O peixe no Japão é sacana
Visitei o maior mercado de peixe do mundo, o Tsukiji, a meio da manhã, quando já as pedras começavam a ser limpas. Mesmo assim vi de tudo, desde caranguejos de pernas gigantes a linguados, passando por polvos. Encontrei também uma caixa cheia de fugu, uma espécie de peixe-balão tão famoso como iguaria como por ser potencialmente venenoso. Ao lado, estava um peixe amanhado, branco, sem grande atrativo, que descobri ser o mesmo fugu, agora sem o fígado que faz dele uma roleta-russa.
O antecessor longínquo do Tsukiji é o mercado que o primeiro xógum da família Tokugawa criou no século XVII para o seu castelo ser abastecido de peixe fresco. Tóquio chamava-se então Edo e o imperador vivia em Quioto, sem qualquer poder. Foi o derrube do último xógum, há 150 anos, que devolveu à família imperial o protagonismo, movendo-se para a rebatizada Tóquio (capital do Leste) e instalando-se no antigo castelo, que hoje é um palácio.
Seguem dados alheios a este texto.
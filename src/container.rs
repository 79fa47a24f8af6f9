//! Configuration container
//!
//! Holds the ordered, append-only list of flattened sources (lowest
//! priority added first) plus each source's provenance, and serves
//! typed bind requests against the lazily computed merged view.
//!
//! The container is single-threaded by design: sources are added
//! during startup, binding happens after all adds, and nothing here
//! performs I/O or suspends.

use std::cell::OnceCell;

use tracing::{debug, warn};

use crate::bind::FromConfig;
use crate::error::ConfigError;
use crate::flatten::flatten_args;
use crate::mapping::FlatMapping;
use crate::merge::merge;
use crate::path::Path;
use crate::source::{FileSource, SourceOrigin};

/// Ordered collection of configuration sources with a cached merged
/// view.
#[derive(Debug, Default)]
pub struct Container {
    sources: Vec<FlatMapping>,
    origins: Vec<SourceOrigin>,
    merged: OnceCell<FlatMapping>,
}

impl Container {
    pub fn new() -> Self {
        Self::default()
    }

    /// Append an already-flattened source at the highest priority so
    /// far. Invalidates the cached merged view.
    pub fn add(&mut self, mapping: FlatMapping) {
        self.add_with_origin(mapping, SourceOrigin::memory());
    }

    /// Append a source together with its provenance.
    pub fn add_with_origin(&mut self, mapping: FlatMapping, origin: SourceOrigin) {
        debug!(
            event = "config.source.added",
            kind = ?origin.kind,
            entries = mapping.len(),
            priority = self.sources.len()
        );
        self.sources.push(mapping);
        self.origins.push(origin);
        let _ = self.merged.take();
    }

    /// Load a file source and append it. An optional source that fails
    /// to load contributes nothing and is not an error.
    pub fn add_file(&mut self, source: &FileSource) -> Result<(), ConfigError> {
        match source.load()? {
            Some((mapping, origin)) => self.add_with_origin(mapping, origin),
            None => warn!(
                event = "config.source.optional_absent",
                path = %source.path().display()
            ),
        }
        Ok(())
    }

    /// Flatten an argument vector (argv without the program name) and
    /// append it.
    pub fn add_args<I, S>(&mut self, argv: I)
    where
        I: IntoIterator<Item = S>,
        S: AsRef<str>,
    {
        self.add_with_origin(flatten_args(argv), SourceOrigin::command_line());
    }

    pub fn source_count(&self) -> usize {
        self.sources.len()
    }

    /// Provenance of the added sources, in priority order.
    pub fn origins(&self) -> &[SourceOrigin] {
        &self.origins
    }

    /// The effective merged view, computed on first use and cached
    /// until the next add.
    pub fn merged(&self) -> &FlatMapping {
        self.merged.get_or_init(|| merge(&self.sources))
    }

    /// Bind a typed value from the merged view at the root prefix.
    pub fn get<T: FromConfig>(&self) -> Result<T, ConfigError> {
        self.get_at(&Path::root())
    }

    /// Bind a typed value scoped to a path prefix.
    pub fn get_at<T: FromConfig>(&self, prefix: &Path) -> Result<T, ConfigError> {
        T::from_config(self.merged(), prefix)
    }
}

#[cfg(test)]
mod tests {
    use super::*;
    use crate::source::OriginKind;

    fn single(path: &str, value: &str) -> FlatMapping {
        let mut mapping = FlatMapping::new();
        mapping.set(Path::from_dotted(path), value);
        mapping
    }

    #[test]
    fn test_later_source_overrides_earlier() {
        let mut container = Container::new();
        container.add(single("p", "1"));
        container.add(single("p", "2"));

        let bound: String = container.get_at(&Path::from_dotted("p")).unwrap();
        assert_eq!(bound, "2");
    }

    #[test]
    fn test_add_invalidates_cached_view() {
        let mut container = Container::new();
        container.add(single("p", "1"));
        assert_eq!(container.merged().get(&Path::from_dotted("p")), Some("1"));

        container.add(single("p", "2"));
        assert_eq!(container.merged().get(&Path::from_dotted("p")), Some("2"));
    }

    #[test]
    fn test_args_source_is_tracked() {
        let mut container = Container::new();
        container.add_args(["-port", "8080"]);

        assert_eq!(container.source_count(), 1);
        assert_eq!(container.origins()[0].kind, OriginKind::CommandLine);
        let port: u16 = container.get_at(&Path::from_dotted("port")).unwrap();
        assert_eq!(port, 8080);
    }

    #[test]
    fn test_optional_missing_file_contributes_nothing() {
        let mut container = Container::new();
        container
            .add_file(&FileSource::new("/nonexistent/app.json").optional())
            .unwrap();
        assert_eq!(container.source_count(), 0);
    }

    #[test]
    fn test_required_missing_file_is_an_error() {
        let mut container = Container::new();
        let result = container.add_file(&FileSource::new("/nonexistent/app.json"));
        assert!(matches!(result, Err(ConfigError::SourceUnavailable { .. })));
    }

    #[test]
    fn test_get_binds_at_root() {
        let mut container = Container::new();
        container.add(single("limits.read", "10"));
        container.add(single("limits.write", "5"));

        let limits: std::collections::HashMap<String, std::collections::HashMap<String, u32>> =
            container.get().unwrap();
        assert_eq!(limits["limits"]["read"], 10);
        assert_eq!(limits["limits"]["write"], 5);
    }
}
Presumo que o imperador Akihito, cuja dinastia reivindica 2600 anos, é tão fã de peixe como os súbditos e, como apaixonado por biologia marinha, terá o Tsukiji em alta conta. A mim, que gosto de visitar mercados de peixe, confesso que fiquei bem impressionado e garanto que isso é dizer muito, pois sou de Setúbal, onde o Mercado do Livramento é reputado pela variedade desde o século XIX. Mas ficou para a próxima visita uma ida ao leilão de atuns que se faz todas as madrugadas. Neste ano, um de 212 quilos foi vendido por 74 milhões de ienes, 680 mil euros à cotação atual. Mas o recorde é de 2013, quando um atum de 222 quilos foi arrematado por 155 milhões de ienes, 1,4 milhões de euros, por uma cadeia de restaurantes de sushi.
São doidos por bom peixe os japoneses, não é mito (chamam-lhe sacana, que é de onde vem a nossa palavra para gente fresca). As estatísticas costumam considerá-los os maiores consumidores do mundo, só atrás de pequenos países como as Maldivas. Os portugueses andam no grupo da frente, razão por que muitos japoneses, quando nos visitam, regressam com boa memória da nossa gastronomia.
O peixe na grelha português sabe-lhes bem, como me disse o chef de um restaurante em Toranomon, que há uns anos percorreu a nossa costa. Foi capaz de enumerar várias terras, como a Nazaré. E tinha como única decoração do pequeno restaurante um galo de Barcelos de uns cinco centímetros, que me mostrou com orgulho. Abro uma exceção e ilustro por isso esta crónica com a foto, com o alerta de que o senhor Sugimoto me contou ter um galo de Barcelos em tamanho grande em casa, que, aliás, ficava logo por cima do restaurante. Tive de impedi-lo de subir.
E nisto de surpresas luso-japonesas, não resisto a contar que entrevistei uma historiadora em Tóquio que não só é especialista em história das relações entre os dois países (fomos os primeiros europeus a cá chegar, em 1543), como fala português, é casada com um português, tem casa em Setúbal e, adivinhem, até é minha vizinha nas férias. Aposto que conhece o Mercado do Livramento.